> Data listing:
▬▬▬▬▬▬▬▬▬▬

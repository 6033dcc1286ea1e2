//! The read-only tree the adapter exposes.
//!
//! Paths are slash-separated and relative to the tree root, which is `"."`. A
//! missing entry must be reported as [`std::io::ErrorKind::NotFound`]; every
//! other error kind is surfaced to the kernel as an I/O failure.
//!
//! Optional capabilities are probed per call through the `as_*` methods. The
//! default implementations report the capability as absent.

use std::io;
use std::time::SystemTime;

use super::{EntryKind, Permissions};

/// Metadata reported by [`TreeFile::stat`].
#[derive(Debug, Clone, Copy, PartialEq, Eq, Hash)]
pub struct TreeMetadata {
    /// Size in bytes.
    pub size: u64,
    /// The type of the entry.
    pub kind: EntryKind,
    /// Permission bits.
    pub perm: Permissions,
    /// Last modification time. The only timestamp the tree provides.
    pub modified: SystemTime,
}

/// One child of a directory, as returned by [`FileTree::read_dir`].
#[derive(Debug, Clone, PartialEq, Eq, Hash)]
pub struct TreeDirEntry {
    /// The entry's name within its parent.
    pub name: String,
    /// The entry's type, if the tree knows it without a stat.
    pub kind: Option<EntryKind>,
}

impl TreeDirEntry {
    /// Creates an entry with a known type.
    pub fn new(name: impl Into<String>, kind: EntryKind) -> Self {
        Self {
            name: name.into(),
            kind: Some(kind),
        }
    }
}

/// Positioned reads that do not disturb any cursor.
pub trait ReadAt {
    /// Read into `buf` starting at byte `offset`. Returns `Ok(0)` at end of data.
    fn read_at(&self, buf: &mut [u8], offset: u64) -> io::Result<usize>;
}

/// Repositioning of a file's sequential cursor.
pub trait Seekable {
    /// Move the cursor to absolute byte `offset`, returning the new position.
    fn seek(&self, offset: u64) -> io::Result<u64>;
}

/// Whole-content reads by path, offered by trees that hold contents in memory.
pub trait ReadWholeFile {
    /// Read the full contents of the file at `path`.
    fn read_whole_file(&self, path: &str) -> io::Result<Vec<u8>>;
}

/// An open object of the tree: a regular file or a directory.
pub trait TreeFile: Send + Sync + 'static {
    /// Current metadata of the object.
    fn stat(&self) -> io::Result<TreeMetadata>;

    /// Sequential read from the object's cursor. Returns `Ok(0)` at end of data.
    fn read(&self, buf: &mut [u8]) -> io::Result<usize>;

    /// Release any resources held by the object.
    ///
    /// Called exactly once, when the adapter is done with the object. The
    /// default implementation is a no-op.
    fn close(&self) -> io::Result<()> {
        Ok(())
    }

    /// The positioned-read capability, if supported.
    fn as_read_at(&self) -> Option<&dyn ReadAt> {
        None
    }

    /// The seek capability, if supported.
    fn as_seekable(&self) -> Option<&dyn Seekable> {
        None
    }
}

/// A read-only hierarchical file tree.
pub trait FileTree: Send + Sync + 'static {
    /// The object type returned by [`open`](Self::open).
    type File: TreeFile;

    /// Open the entry at `path`.
    fn open(&self, path: &str) -> io::Result<Self::File>;

    /// List the children of the directory at `path`, in a stable order.
    fn read_dir(&self, path: &str) -> io::Result<Vec<TreeDirEntry>>;

    /// The bulk whole-file capability, if supported.
    fn as_whole_file_reader(&self) -> Option<&dyn ReadWholeFile> {
        None
    }
}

▬▬▬▬▬▬▬▬▬▬

> What is expected: Print the material once more. Change nothing.

> Finished task:
repository 6033dcc1286ea1e2
//! The read-only tree the adapter exposes.
//!
//! Paths are slash-separated and relative to the tree root, which is `"."`. A
//! missing entry must be reported as [`std::io::ErrorKind::NotFound`]; every
//! other error kind is surfaced to the kernel as an I/O failure.
//!
//! Optional capabilities are probed per call through the `as_*` methods. The
//! default implementations report the capability as absent.

use std::io;
use std::time::SystemTime;

use super::{EntryKind, Permissions};

/// Metadata reported by [`TreeFile::stat`].
#[derive(Debug, Clone, Copy, PartialEq, Eq, Hash)]
pub struct TreeMetadata {
    /// Size in bytes.
    pub size: u64,
    /// The type of the entry.
    pub kind: EntryKind,
    /// Permission bits.
    pub perm: Permissions,
    /// Last modification time. The only timestamp the tree provides.
    pub modified: SystemTime,
}

/// One child of a directory, as returned by [`FileTree::read_dir`].
#[derive(Debug, Clone, PartialEq, Eq, Hash)]
pub struct TreeDirEntry {
    /// The entry's name within its parent.
    pub name: String,
    /// The entry's type, if the tree knows it without a stat.
    pub kind: Option<EntryKind>,
}

impl TreeDirEntry {
    /// Creates an entry with a known type.
    pub fn new(name: impl Into<String>, kind: EntryKind) -> Self {
        Self {
            name: name.into(),
            kind: Some(kind),
        }
    }
}

/// Positioned reads that do not disturb any cursor.
pub trait ReadAt {
    /// Read into `buf` starting at byte `offset`. Returns `Ok(0)` at end of data.
    fn read_at(&self, buf: &mut [u8], offset: u64) -> io::Result<usize>;
}

/// Repositioning of a file's sequential cursor.
pub trait Seekable {
    /// Move the cursor to absolute byte `offset`, returning the new position.
    fn seek(&self, offset: u64) -> io::Result<u64>;
}

/// Whole-content reads by path, offered by trees that hold contents in memory.
pub trait ReadWholeFile {
    /// Read the full contents of the file at `path`.
    fn read_whole_file(&self, path: &str) -> io::Result<Vec<u8>>;
}

/// An open object of the tree: a regular file or a directory.
pub trait TreeFile: Send + Sync + 'static {
    /// Current metadata of the object.
    fn stat(&self) -> io::Result<TreeMetadata>;

    /// Sequential read from the object's cursor. Returns `Ok(0)` at end of data.
    fn read(&self, buf: &mut [u8]) -> io::Result<usize>;

    /// Release any resources held by the object.
    ///
    /// Called exactly once, when the adapter is done with the object. The
    /// default implementation is a no-op.
    fn close(&self) -> io::Result<()> {
        Ok(())
    }

    /// The positioned-read capability, if supported.
    fn as_read_at(&self) -> Option<&dyn ReadAt> {
        None
    }

    /// The seek capability, if supported.
    fn as_seekable(&self) -> Option<&dyn Seekable> {
        None
    }
}

/// A read-only hierarchical file tree.
pub trait FileTree: Send + Sync + 'static {
    /// The object type returned by [`open`](Self::open).
    type File: TreeFile;

    /// Open the entry at `path`.
    fn open(&self, path: &str) -> io::Result<Self::File>;

    /// List the children of the directory at `path`, in a stable order.
    fn read_dir(&self, path: &str) -> io::Result<Vec<TreeDirEntry>>;

    /// The bulk whole-file capability, if supported.
    fn as_whole_file_reader(&self) -> Option<&dyn ReadWholeFile> {
        None
    }
}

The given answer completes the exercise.